An essay is supposed to answer a question, right? Yes. That much you probably already know.
That means your basic essay format has to be something close to this:
Say what problem needs answering.
Say your answer.
Add background if you need to.
Lay out proof, in stages.
Refer to the problem again quickly, and say your answer again.
This schematic layout works everywhere.
Want to see what it looks like in real life? Here are the first lines of each of the paragraphs of an actual essay built like this (and it got a good grade):
‘What’s the best evidence that pre-carboniferous plants and animals colonized the land in partnership? Coprolites: petrified feces, great caches of crap which exist in the United Kingdom and eastern Europe.
Most of the droppings contain undigested land plant spores and a mass of transport tubes and cuticle.
A clue about what the animals were like is traces of plant responses to injury.
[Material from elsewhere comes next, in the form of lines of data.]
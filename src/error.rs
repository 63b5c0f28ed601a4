//! Load error taxonomy and user-facing message formatting.
//!
//! Messages are produced by matching on typed error variants (PolarsError,
//! io::ErrorKind, calamine::Error) rather than string parsing. Every failure
//! is reported to the user; none terminates the program.

use polars::prelude::PolarsError;
use std::io;

/// Failure modes of a single load operation.
///
/// `UnsupportedFormat` and the sheet errors carry enough context to be shown
/// directly; the parser variants wrap the underlying cause so callers can
/// still downcast when they need to.
#[derive(Debug, thiserror::Error)]
pub enum LoadError {
    /// File name does not end in a recognized extension.
    #[error("unsupported file format '{name}': expected .csv, .xls, or .xlsx")]
    UnsupportedFormat { name: String },

    /// The delimited-text parser rejected the content.
    #[error("failed to parse delimited text: {0}")]
    Csv(#[from] PolarsError),

    /// The spreadsheet parser rejected the container or a cell range.
    #[error("failed to read spreadsheet: {0}")]
    Excel(#[from] calamine::Error),

    /// A sheet was requested by name but the workbook has no such sheet.
    #[error("worksheet '{0}' not found in workbook")]
    SheetNotFound(String),

    /// Sheet enumeration failed; the caller leaves the sheet selector empty.
    #[error("could not list worksheets: {0}")]
    SheetListUnavailable(#[source] calamine::Error),

    #[error(transparent)]
    Io(#[from] io::Error),
}

impl LoadError {
    /// Single-line message suitable for direct display.
    pub fn user_message(&self) -> String {
        match self {
            LoadError::Csv(e) => format!("Error loading file: {}", user_message_from_polars(e)),
            LoadError::Io(e) => format!("Error loading file: {}", user_message_from_io(e)),
            other => format!("Error loading file: {}", other),
        }
    }
}

/// Format a PolarsError as a user-facing message by matching on its variant.
pub fn user_message_from_polars(err: &PolarsError) -> String {
    use polars::prelude::PolarsError as PE;

    match err {
        PE::ColumnNotFound(msg) => format!(
            "Column not found: {}. Check spelling and that the column exists.",
            msg
        ),
        PE::Duplicate(msg) => format!("Duplicate column: {}", msg),
        PE::IO { error, msg } => {
            let base = user_message_from_io(error.as_ref());
            match msg {
                Some(m) => format!("{} {}", base, m),
                None => base,
            }
        }
        PE::NoData(msg) => format!("No data: {}", msg),
        PE::SchemaMismatch(msg) => format!("Schema mismatch: {}", msg),
        PE::ShapeMismatch(msg) => format!("Row shape mismatch: {}", msg),
        PE::InvalidOperation(msg) => format!("Operation not allowed: {}", msg),
        PE::OutOfBounds(msg) => format!("Index or row out of bounds: {}", msg),
        PE::ComputeError(msg) => msg.to_string(),
        PE::Context { error, msg } => {
            let inner = user_message_from_polars(error);
            format!("{}: {}", msg, inner)
        }
        #[allow(unreachable_patterns)]
        _ => err.to_string(),
    }
}

/// Format an io::Error as a user-facing message by matching on ErrorKind.
pub fn user_message_from_io(err: &io::Error) -> String {
    use std::io::ErrorKind;

    match err.kind() {
        ErrorKind::NotFound => "File or directory not found.".to_string(),
        ErrorKind::PermissionDenied => "Permission denied. Check read access.".to_string(),
        ErrorKind::InvalidData | ErrorKind::InvalidInput => {
            "Invalid or corrupted data.".to_string()
        }
        ErrorKind::UnexpectedEof => "Unexpected end of file.".to_string(),
        ErrorKind::OutOfMemory => "Out of memory.".to_string(),
        _ => err.to_string(),
    }
}

/// Format a color_eyre Report by downcasting to known error types.
/// Walks the cause chain to find LoadError, PolarsError, or io::Error.
pub fn user_message_from_report(report: &color_eyre::eyre::Report) -> String {
    for cause in report.chain() {
        if let Some(le) = cause.downcast_ref::<LoadError>() {
            return le.user_message();
        }
        if let Some(pe) = cause.downcast_ref::<PolarsError>() {
            return user_message_from_polars(pe);
        }
        if let Some(io_err) = cause.downcast_ref::<io::Error>() {
            return user_message_from_io(io_err);
        }
    }

    // Fallback: first line of display, to avoid long tracebacks
    let display = report.to_string();
    display
        .lines()
        .next()
        .map(str::trim)
        .unwrap_or("An error occurred")
        .to_string()
}

#[cfg(test)]
mod tests {
    use super::*;

    #[test]
    fn test_unsupported_format_message() {
        let err = LoadError::UnsupportedFormat {
            name: "dataset.parquet".to_string(),
        };
        let msg = err.user_message();
        assert!(
            msg.contains("dataset.parquet"),
            "expected file name, got: {}",
            msg
        );
        assert!(msg.contains(".csv"), "expected hint, got: {}", msg);
    }

    #[test]
    fn test_user_message_from_io_not_found() {
        let err = io::Error::new(io::ErrorKind::NotFound, "No such file");
        let msg = user_message_from_io(&err);
        assert!(
            msg.contains("not found"),
            "expected 'not found', got: {}",
            msg
        );
    }

    #[test]
    fn test_user_message_from_polars_column_not_found() {
        let err = PolarsError::ColumnNotFound("foo".into());
        let msg = user_message_from_polars(&err);
        assert!(msg.contains("foo"), "expected 'foo', got: {}", msg);
        assert!(
            msg.contains("Column not found"),
            "expected column not found, got: {}",
            msg
        );
    }

    #[test]
    fn test_report_downcast_finds_load_error() {
        let report = color_eyre::eyre::Report::new(LoadError::SheetNotFound("Plan2".to_string()));
        let msg = user_message_from_report(&report);
        assert!(msg.contains("Plan2"), "expected sheet name, got: {}", msg);
    }
}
How the predators ate-that is, by chewing or sucking-suggests how they looked.
Was it enzymes or simple diffusion by which Silurian guts profited by a diet of spores?
Did they always eat from the vine, so to speak, or were they also litter-feeders?
On the evidence of the non-animal fossils, how big were the animals themselves, and what may they have looked like?
This all squares with the direct fossil record.’
See? You can tell just from the first lines of the paragraphs what the essay shows, and how it shows it. This is a standard way of doing things because it’s utterly practical.